Rivelazioni, rapimenti mistici, estasi sfolgoranti. Ma anche notti dello spirito e abissali deserti dell’anima. Saranno questi i segni principali della vita di questa monaca carmelitana entrata giovanissima in convento.
Alla nascita fu battezzata col nome di Caterina, lo stesso della grande Santa di Siena. Come lei avrà visioni mistiche e una missione da riformatrice attraverso lettere di fuoco e di luce. Era nata però non a Siena ma a Firenze, nel 1566, rampolla di una delle più famose famiglie della città: la famiglia dei Pazzi, il nome della quale, un secolo prima, si era legato per sempre alla sanguinosa cospirazione contro i rivali Medici.
Fin da piccola Caterina dimostra una stupefacente precocità nella vita spirituale. Invidia – di una santa invidia – la madre le volte che può accostarsi alla Santa Comunione. I Padri Gesuiti si accorgono del grande desiderio di quella bimba, oltre che della sua maturità spirituale. E decidono così, fatto alquanto insolito per il tempo, quasi scandaloso persino, di farla comunicare ad appena dieci anni di età.
Quando ne ha diciotto, Caterina vuole entrare in convento. Sceglie il Carmelo, perché soltanto lì le monache prendevano quotidianamente la Comunione. Cambiando stato e condizione di vita, cambia anche il suo nome: prende quello di Maria Maddalena.

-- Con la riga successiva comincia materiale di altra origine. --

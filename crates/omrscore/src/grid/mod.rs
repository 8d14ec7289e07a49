//! Bubble grid location in the canonical frame.
//!
//! Regions are first placed arithmetically from the layout. When refinement
//! is enabled each center may move by a few pixels toward the strongest
//! printed-outline response; regions without a convincing outline keep their
//! arithmetic position and are flagged low-confidence.

mod refine;

use image::GrayImage;

use crate::error::EvaluateError;
use crate::layout::LayoutConfig;

/// Configuration for the grid-location stage.
#[derive(Debug, Clone, serde::Serialize, serde::Deserialize)]
#[serde(default)]
pub struct GridConfig {
    /// Enable local center refinement.
    pub refine: bool,
    /// Maximum center shift per axis (canonical pixels).
    pub search_radius_px: u32,
    /// Radial distance between the outline sample and the paper sample.
    pub ring_offset_px: f32,
    /// Number of angles sampled around each bubble.
    pub angular_samples: usize,
    /// Minimum outline contrast (intensity in [0, 1]) to trust a region.
    pub min_ring_contrast: f32,
    /// Largest tolerated fraction of low-confidence regions per sheet.
    pub max_low_confidence_frac: f32,
}

impl Default for GridConfig {
    fn default() -> Self {
        Self {
            refine: true,
            search_radius_px: 3,
            ring_offset_px: 3.0,
            angular_samples: 32,
            min_ring_contrast: 0.12,
            max_low_confidence_frac: 0.25,
        }
    }
}

impl GridConfig {
    pub(crate) fn validate(&self) -> Result<(), String> {
        if !self.ring_offset_px.is_finite() || self.ring_offset_px <= 0.0 {
            return Err("grid.ring_offset_px must be finite and > 0".to_string());
        }
        if self.angular_samples < 4 {
            return Err("grid.angular_samples must be >= 4".to_string());
        }
        if !self.min_ring_contrast.is_finite() {
            return Err("grid.min_ring_contrast must be finite".to_string());
        }
        if !(0.0..=1.0).contains(&self.max_low_confidence_frac) {
            return Err("grid.max_low_confidence_frac must be in [0, 1]".to_string());
        }
        Ok(())
    }
}

/// Location of one bubble in the canonical frame.
#[derive(Debug, Clone, Copy, PartialEq, serde::Serialize)]
pub struct BubbleRegion {
    pub question: usize,
    pub option: usize,
    /// Center in canonical pixels (after refinement).
    pub center: [f32; 2],
    pub radius: f32,
    /// Integer refinement shift applied to the arithmetic center.
    pub shift_px: [i32; 2],
    /// No convincing printed outline was found around this region.
    pub low_confidence: bool,
}

/// Arithmetic bubble placement, question-major (`index = question * K + option`).
pub fn arithmetic_regions(layout: &LayoutConfig) -> Vec<BubbleRegion> {
    let mut out = Vec::with_capacity(layout.bubble_count());
    for question in 0..layout.question_count {
        for option in 0..layout.options_per_question {
            out.push(BubbleRegion {
                question,
                option,
                center: layout.bubble_center(question, option),
                radius: layout.bubble_radius_px,
                shift_px: [0, 0],
                low_confidence: false,
            });
        }
    }
    out
}

/// Mean printed-outline contrast at the arithmetic bubble centers, without
/// refinement. `None` when no bubble ring could be sampled.
///
/// Used to tell the upright orientation of a rectified sheet from rotated ones.
pub(crate) fn nominal_contrast(
    canonical: &GrayImage,
    layout: &LayoutConfig,
    config: &GridConfig,
) -> Option<f32> {
    let dirs = refine::ring_directions(config.angular_samples);
    let (sum, n) = arithmetic_regions(layout)
        .iter()
        .filter_map(|r| {
            refine::ring_contrast(canonical, r.center, r.radius, config.ring_offset_px, &dirs)
        })
        .fold((0.0f32, 0usize), |(s, n), c| (s + c, n + 1));
    (n > 0).then(|| sum / n as f32)
}

/// Place every bubble of `layout` on the rectified sheet.
pub fn locate_regions(
    canonical: &GrayImage,
    layout: &LayoutConfig,
    config: &GridConfig,
) -> Result<Vec<BubbleRegion>, EvaluateError> {
    let mut regions = arithmetic_regions(layout);
    if !config.refine {
        tracing::debug!("Grid: {} regions placed arithmetically", regions.len());
        return Ok(regions);
    }

    let dirs = refine::ring_directions(config.angular_samples);
    let search = config.search_radius_px as i32;
    let mut shifted = 0usize;
    for region in &mut regions {
        let best = refine::best_shift(
            canonical,
            region.center,
            region.radius,
            config.ring_offset_px,
            search,
            &dirs,
        );
        match best {
            Some((shift, contrast)) if contrast >= config.min_ring_contrast => {
                if shift != [0, 0] {
                    shifted += 1;
                }
                region.center = [
                    region.center[0] + shift[0] as f32,
                    region.center[1] + shift[1] as f32,
                ];
                region.shift_px = shift;
            }
            _ => region.low_confidence = true,
        }
    }

    let total = regions.len();
    let low_confidence = regions.iter().filter(|r| r.low_confidence).count();
    tracing::debug!(
        "Grid: {} regions, {} refined off-nominal, {} low-confidence",
        total,
        shifted,
        low_confidence
    );

    if total > 0 && low_confidence as f32 / total as f32 > config.max_low_confidence_frac {
        tracing::warn!(
            "Grid: {}/{} low-confidence regions exceed the allowed fraction {:.2}",
            low_confidence,
            total,
            config.max_low_confidence_frac
        );
        return Err(EvaluateError::LayoutMismatch {
            low_confidence,
            total,
            max_fraction: config.max_low_confidence_frac,
        });
    }
    Ok(regions)
}

#[cfg(test)]
mod tests {
    use super::*;
    use crate::test_utils::{render_sheet, test_layout};
    use image::Luma;

    #[test]
    fn arithmetic_regions_are_question_major() {
        let layout = test_layout();
        let regions = arithmetic_regions(&layout);
        assert_eq!(regions.len(), 48);
        let r = regions[5 * 4 + 2];
        assert_eq!((r.question, r.option), (5, 2));
        assert_eq!(r.center, layout.bubble_center(5, 2));
        // Question 6 opens the second column block.
        assert_eq!(regions[6 * 4].center, [180.0, 90.0]);
    }

    #[test]
    fn refinement_follows_shifted_print() {
        let layout = test_layout();
        let printed = LayoutConfig {
            origin_px: [layout.origin_px[0] + 2.0, layout.origin_px[1] - 1.0],
            ..layout.clone()
        };
        let sheet = render_sheet(&printed, &[], &[]);
        let regions = locate_regions(&sheet, &layout, &GridConfig::default()).expect("located");
        assert!(regions.iter().all(|r| !r.low_confidence));
        assert!(regions.iter().all(|r| r.shift_px == [2, -1]));
        assert_eq!(regions[0].center, [52.0, 89.0]);
    }

    #[test]
    fn disabled_refinement_keeps_arithmetic_centers() {
        let layout = test_layout();
        let blank = GrayImage::from_pixel(300, 400, Luma([235]));
        let cfg = GridConfig {
            refine: false,
            ..GridConfig::default()
        };
        let regions = locate_regions(&blank, &layout, &cfg).expect("no refinement, no checks");
        assert_eq!(regions, arithmetic_regions(&layout));
    }

    #[test]
    fn nominal_contrast_prefers_the_upright_sheet() {
        let layout = test_layout();
        let sheet = render_sheet(&layout, &[(0, 1), (7, 3)], &[]);
        let upside_down = image::imageops::rotate180(&sheet);
        let cfg = GridConfig::default();

        let upright = nominal_contrast(&sheet, &layout, &cfg).expect("sampled");
        let flipped = nominal_contrast(&upside_down, &layout, &cfg).expect("sampled");
        assert!(upright > 0.4, "upright {upright}");
        assert!(upright - flipped > 0.2, "upright {upright} flipped {flipped}");

        let blank = GrayImage::from_pixel(300, 400, Luma([235]));
        let flat = nominal_contrast(&blank, &layout, &cfg).expect("sampled");
        assert!(flat.abs() < 1e-6);
    }

    #[test]
    fn sheet_without_printed_bubbles_is_a_layout_mismatch() {
        let layout = test_layout();
        let blank = GrayImage::from_pixel(300, 400, Luma([235]));
        let err = locate_regions(&blank, &layout, &GridConfig::default()).expect_err("no bubbles");
        match err {
            EvaluateError::LayoutMismatch {
                low_confidence,
                total,
                ..
            } => {
                assert_eq!(total, 48);
                assert_eq!(low_confidence, 48);
            }
            other => panic!("unexpected error {other:?}"),
        }
    }
}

Ben presto la vita di questa giovanissima religiosa si rivela una continua immersione spirituale fatta di estasi, rivelazioni, mistici rapimenti. Il direttore spirituale dà disposizioni a tre suore affinché raccolgano tutte quelle rivelazioni che poi, sottoposte a rigoroso esame teologico, risulteranno di una sublime elevatezza mistica e di una straordinarie precisione sul piano della dottrina.
Suor Maria Maddalena, nei suoi rapimenti, non manca di rivelare le cause profonde dei mali che affliggono la Chiesa, le carenze spirituali del clero e dei religiosi, aspramente rimproverati dalla veggente fiorentina.

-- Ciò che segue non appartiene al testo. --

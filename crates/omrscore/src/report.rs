//! Final per-sheet result.

use crate::align::{AlignmentMode, CanonicalSheet};
use crate::classify::{Classification, Mark};
use crate::homography::matrix3_to_array;
use crate::layout::{option_label, LayoutConfig};
use crate::scoring::{ScoredQuestion, Verdict, VerdictCounts};

/// How the sheet was registered to the canonical frame.
#[derive(Debug, Clone, PartialEq, serde::Serialize, serde::Deserialize)]
pub struct AlignmentSummary {
    pub mode: AlignmentMode,
    /// Detected reference points in the photo, ordered TL, TR, BR, BL.
    pub corners_px: [[f64; 2]; 4],
    /// Canonical → image homography (3x3, row-major).
    pub homography: [[f64; 3]; 3],
    /// Clockwise quarter turns of the sheet in the photo.
    #[serde(default)]
    pub quarter_turns: u8,
}

impl From<&CanonicalSheet> for AlignmentSummary {
    fn from(sheet: &CanonicalSheet) -> Self {
        Self {
            mode: sheet.mode,
            corners_px: sheet.corners_px,
            homography: matrix3_to_array(&sheet.homography),
            quarter_turns: sheet.quarter_turns,
        }
    }
}

/// Result for one question.
#[derive(Debug, Clone, PartialEq, serde::Serialize, serde::Deserialize)]
pub struct QuestionResult {
    /// 0-based question index.
    pub question: usize,
    /// 1-based question number as printed on the sheet.
    pub number: usize,
    pub mark: Mark,
    /// Letter of the selected option when the mark is `Selected`.
    #[serde(skip_serializing_if = "Option::is_none")]
    pub marked: Option<char>,
    /// Letters of all options over the fill threshold.
    pub filled: Vec<char>,
    /// Letters accepted by the key.
    pub accepted: Vec<char>,
    pub verdict: Verdict,
    pub points: f64,
    /// Per-option fill ratios, option order.
    pub fill_ratios: Vec<f32>,
    pub low_confidence: bool,
}

/// Immutable outcome of evaluating one sheet.
#[derive(Debug, Clone, PartialEq, serde::Serialize, serde::Deserialize)]
pub struct EvaluationResult {
    pub layout_name: String,
    pub score: f64,
    /// Sum of the weights of all questions.
    pub max_score: f64,
    /// `100 * score / max_score`, or 0 when `max_score` is 0.
    pub percentage: f64,
    /// Questions with any mark (not blank).
    pub attempted: usize,
    pub counts: VerdictCounts,
    pub questions: Vec<QuestionResult>,
    /// Fill threshold applied to this sheet.
    pub fill_threshold: f32,
    pub low_confidence_regions: usize,
    pub alignment: AlignmentSummary,
}

impl EvaluationResult {
    /// 1-based numbers of the questions answered incorrectly.
    pub fn incorrect_questions(&self) -> Vec<usize> {
        self.questions_with(Verdict::Incorrect)
    }

    /// 1-based numbers of the questions with the given verdict.
    pub fn questions_with(&self, verdict: Verdict) -> Vec<usize> {
        self.questions
            .iter()
            .filter(|q| q.verdict == verdict)
            .map(|q| q.number)
            .collect()
    }

    /// Result of the question printed as `number` (1-based).
    pub fn question(&self, number: usize) -> Option<&QuestionResult> {
        number.checked_sub(1).and_then(|i| self.questions.get(i))
    }
}

/// Combine scored questions, classifier readings and alignment into the final result.
pub fn assemble(
    layout: &LayoutConfig,
    scored: Vec<ScoredQuestion>,
    classification: &Classification,
    alignment: AlignmentSummary,
) -> EvaluationResult {
    let k = layout.options_per_question.max(1);
    let ratios: Vec<Vec<f32>> = classification
        .readings
        .chunks(k)
        .map(|c| c.iter().map(|r| r.fill_ratio).collect())
        .collect();

    let max_score: f64 = scored.iter().map(|s| s.weight).sum();
    let letters = |opts: &[usize]| opts.iter().map(|&o| option_label(o)).collect::<Vec<char>>();

    let questions: Vec<QuestionResult> = scored
        .into_iter()
        .map(|s| QuestionResult {
            question: s.answer.question,
            number: s.answer.question + 1,
            mark: s.answer.mark,
            marked: match s.answer.mark {
                Mark::Selected(o) => Some(option_label(o)),
                _ => None,
            },
            filled: letters(&s.answer.filled),
            accepted: letters(&s.accepted),
            verdict: s.verdict,
            points: s.points,
            fill_ratios: ratios.get(s.answer.question).cloned().unwrap_or_default(),
            low_confidence: s.answer.low_confidence,
        })
        .collect();

    let score: f64 = questions.iter().map(|q| q.points).sum();
    let counts = VerdictCounts::tally(questions.iter().map(|q| &q.verdict));
    let attempted = questions.iter().filter(|q| q.mark != Mark::Blank).count();
    let low_confidence_regions = classification
        .readings
        .iter()
        .filter(|r| r.low_confidence)
        .count();
    let percentage = if max_score > 0.0 {
        100.0 * score / max_score
    } else {
        0.0
    };

    EvaluationResult {
        layout_name: layout.name.clone(),
        score,
        max_score,
        percentage,
        attempted,
        counts,
        questions,
        fill_threshold: classification.threshold,
        low_confidence_regions,
        alignment,
    }
}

Dopo questa inarrestabile sorgente luminosa, per Maria Maddalena de’ Pazzi arriveranno cinque lunghi anni segnati da una profonda aridità spirituale. Per lei giungerà il momento della tentazione, col Maligno che la insidierà suggerendole bestemmie e pensieri impuri.
Ma la giovane suora rimane ferma nella sua volontà e nella Pentecoste del 1590 lo Spirito Santo tornerà di nuovo a irrorarla di letizia spirituale e di estasi celesti. Rapita nuovamente da un «eccesso d’amore» si mette a correre per il monastero a suonare le campane, gridando alle consorelle: «Amate l’Amore, amate l’Amore…».

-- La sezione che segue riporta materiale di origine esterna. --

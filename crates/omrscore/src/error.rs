//! Error types surfaced by the evaluation pipeline.
//!
//! Every stage failure aborts the sheet; nothing is retried inside the core.

use thiserror::Error;

/// Typed failure of one sheet evaluation.
#[derive(Debug, Clone, PartialEq, Error)]
pub enum EvaluateError {
    /// Resolution or contrast below usable bounds.
    #[error("image quality too low: {0}")]
    ImageQuality(String),

    /// Sheet boundary / fiducials not found, or the detected geometry is implausible.
    #[error("sheet alignment failed: {0}")]
    Alignment(String),

    /// Too many bubble regions could not be confirmed on the sheet.
    #[error(
        "layout mismatch: {low_confidence} of {total} bubble regions are low-confidence \
         (allowed fraction {max_fraction:.2})"
    )]
    LayoutMismatch {
        low_confidence: usize,
        total: usize,
        max_fraction: f32,
    },

    /// Answer key, layout or tuning values are inconsistent.
    #[error("invalid configuration: {0}")]
    Config(String),
}

impl EvaluateError {
    /// Stable machine-readable name of the error category.
    pub fn kind(&self) -> &'static str {
        match self {
            Self::ImageQuality(_) => "image_quality",
            Self::Alignment(_) => "alignment",
            Self::LayoutMismatch { .. } => "layout_mismatch",
            Self::Config(_) => "config",
        }
    }

    pub(crate) fn config(msg: impl Into<String>) -> Self {
        Self::Config(msg.into())
    }

    pub(crate) fn alignment(msg: impl Into<String>) -> Self {
        Self::Alignment(msg.into())
    }

    pub(crate) fn image_quality(msg: impl Into<String>) -> Self {
        Self::ImageQuality(msg.into())
    }
}

/// Failure of one sheet inside a batch, tagged with the caller's sheet identifier.
#[derive(Debug, Clone, PartialEq, Error)]
#[error("sheet '{sheet_id}': {source}")]
pub struct SheetError {
    pub sheet_id: String,
    pub source: EvaluateError,
}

Sarà una costante della sua vita: l’alternarsi di periodi di estasi inebrianti e di lunghe pause di buio, di aridità, di notte purificatrice. Aridità spirituale alla quale si aggiungeranno anche i dolori fisici, la malattia. Nel 1604 comincia per lei infatti il periodo del «nudo patire» che cesserà soltanto con la morte: il suo corpo si ricopre di piaghe dolorose e la sua carne viene segnata dalle stimmate.
Divenuta maestra delle novizie e poi superiora, attende i suoi doveri in maniera esemplare. Soffre e offre senza mai stancarsi, malgrado il deserto dello spirito e la notte che ne avvolgono l’anima. Trova sempre la forza di ripetere «pati non mori» (patire non morire).
La grande mistica umile nelle sfolgoranti estasi come nel dolore più estremo entra nella vita celeste il 25 maggio 1607. A un anno di distanza dalla sua morte il suo corpo riesumato viene trovato intatto, fresco e flessibile. Papa Clemente IX ne riconoscerà la santità nel 1669.